His daughter was safe. Ashen had seen to it personally, passing the information along without ceremony. That alone made it far easier for him to throw himself into this without holding back. Braun had thanked him, but he knew words were cheap.
The debt wasn't something he counted. He didn't plan to pay it back in any specific way. He simply intended to do his job so thoroughly that if Ashen ever came back, the answer to what he had been doing in his absence would be worth giving.
Ashen was younger than him by more than a decade and had somehow become the kind of person that Braun had spent years telling himself didn't exist… someone whose capability matched their integrity… whose strength didn't make them contemptuous of the people around them….
He was someone who stood as a pillar of support simply because that was who they were.

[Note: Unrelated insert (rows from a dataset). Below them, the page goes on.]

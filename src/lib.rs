pub use sluice_core::*;
use crate::{executor, expect_error_kind};
use sluice::{Connection, ErrorKind, ExecutorConfig};
use std::{collections::HashSet, sync::Arc};

pub async fn sequence<C: Connection>(url: &str) {
    let executor = executor::<C>(url, 4, ExecutorConfig::default());

    let orders = executor
        .sequence("seq_tbl", "order_id", 100, 10)
        .await
        .expect("Could not create the sequence");
    assert_eq!(orders.to_string(), "seq_tbl.order_id");
    let mut values = Vec::new();
    for _ in 0..11 {
        values.push(orders.next().await.expect("Could not get the next value"));
    }
    assert_eq!(values, (100..111).collect::<Vec<_>>());
    assert_eq!(orders.remaining(), 9);

    // Sequences in the same table are independent
    let invoices = executor
        .sequence("seq_tbl", "invoice_id", 1, 5)
        .await
        .expect("Could not create the sequence");
    assert_eq!(invoices.next().await.expect("Could not get the next value"), 1);
    assert_eq!(orders.next().await.expect("Could not get the next value"), 111);

    // Concurrent callers never get the same value
    let orders = Arc::new(orders);
    let tasks = (0..8)
        .map(|_| {
            let orders = orders.clone();
            tokio::spawn(async move {
                let mut values = Vec::new();
                for _ in 0..25 {
                    values.push(orders.next().await.expect("Could not get the next value"));
                }
                values
            })
        })
        .collect::<Vec<_>>();
    let mut issued = HashSet::new();
    for task in tasks {
        let values = task.await.expect("The task panicked");
        assert!(values.windows(2).all(|w| w[0] < w[1]));
        for value in values {
            assert!(issued.insert(value), "Value {} was issued twice", value);
        }
    }
    assert_eq!(issued.len(), 200);
    let highest = issued.iter().copied().max().unwrap_or_default();

    // A second allocator, like the one of a restarted process, continues past every reservation
    let restarted = executor
        .sequence("seq_tbl", "order_id", 100, 10)
        .await
        .expect("Could not create the sequence");
    let next = restarted.next().await.expect("Could not get the next value");
    assert!(next > highest);
    let other = orders.next().await.expect("Could not get the next value");
    assert_ne!(next, other);

    // Resetting below the persisted value never goes back
    restarted
        .reset(0, 5)
        .await
        .expect("Could not reset the sequence");
    assert_eq!(restarted.buffer(), 5);
    assert_eq!(restarted.remaining(), 0);
    let after = restarted.next().await.expect("Could not get the next value");
    assert!(after > next && after > other);
    restarted
        .reset(10_000, 5)
        .await
        .expect("Could not reset the sequence");
    assert_eq!(
        restarted.next().await.expect("Could not get the next value"),
        10_000
    );

    assert!(matches!(
        expect_error_kind(executor.sequence("", "order_id", 1, 10).await),
        ErrorKind::InvalidArgument(..)
    ));
    assert!(matches!(
        expect_error_kind(executor.sequence("seq_tbl", " ", 1, 10).await),
        ErrorKind::InvalidArgument(..)
    ));
    assert!(matches!(
        expect_error_kind(executor.sequence("seq_tbl", "order_id", 1, 0).await),
        ErrorKind::InvalidArgument(..)
    ));
    assert!(matches!(
        expect_error_kind(executor.sequence("seq_tbl", &"x".repeat(65), 1, 10).await),
        ErrorKind::InvalidArgument(..)
    ));
    assert!(matches!(
        expect_error_kind(restarted.reset(1, 0).await),
        ErrorKind::InvalidArgument(..)
    ));
}
use crate::executor;
use rust_decimal::Decimal;
use sluice::{Connection, ExecutorConfig, Value, params};
use time::macros::datetime;
use uuid::Uuid;

pub async fn values<C: Connection>(url: &str) {
    let executor = executor::<C>(url, 1, ExecutorConfig::default());
    let mut scope = executor.detached();
    scope
        .update(
            "CREATE TABLE value_item (
                id INTEGER PRIMARY KEY,
                flag BOOLEAN,
                amount VARCHAR(40),
                created TIMESTAMP,
                token VARCHAR(36),
                data BLOB,
                note VARCHAR(10)
            )",
            (),
        )
        .await
        .expect("Could not create value_item");

    let amount = Decimal::new(12345, 2);
    let created = datetime!(2024-05-01 10:20:30.123456);
    let token = Uuid::new_v4();
    let id = scope
        .insert(
            "INSERT INTO value_item (flag, amount, created, token, data, note) VALUES (?, ?, ?, ?, ?, ?)",
            params![true, amount, created, token, vec![1u8, 2, 3], None::<String>],
        )
        .await
        .expect("Could not insert the values")
        .expect("The insert must return the generated key");

    let row = scope
        .fetch_one::<(bool, Decimal, time::PrimitiveDateTime, Uuid)>(
            "SELECT flag, amount, created, token FROM value_item WHERE id = ?",
            params![id],
        )
        .await
        .expect("Could not read the values back")
        .expect("The row must exist");
    assert_eq!(row, (true, amount, created, token));

    let row = scope
        .fetch_one::<(Vec<u8>, Option<String>)>(
            "SELECT data, note FROM value_item WHERE id = ?",
            params![id],
        )
        .await
        .expect("Could not read the values back")
        .expect("The row must exist");
    assert_eq!(row, (vec![1, 2, 3], None));

    // Timestamps compare in their text form as well
    let later = scope
        .fetch_one::<i64>(
            "SELECT COUNT(*) FROM value_item WHERE created > ?",
            params![datetime!(2024-05-01 10:20:30.000001)],
        )
        .await
        .expect("Could not compare the timestamps");
    assert_eq!(later, Some(1));

    let table = scope
        .fetch_table("SELECT note FROM value_item", ())
        .await
        .expect("Could not fetch the table");
    assert_eq!(table.get(0, "note"), Some(&Value::Null));
}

He didn't think he was worthy of standing beside people like that. Alice's devotion, Lucia's perceptiveness, Seraphine's relentless warmth, Sabrina's loyalty… all of them operated at a level he was still working to approach.
But they believed he could. And Braun had decided that if remarkable people looked at him and saw someone worth believing in, the least he could do was make them right.
Besides… this was the least he could do for a man whom he considered a true friend, a friend whom he respected the most …and a friend who his newfound pride refused to let down.
He pushed open the outer door and stepped into the afternoon light.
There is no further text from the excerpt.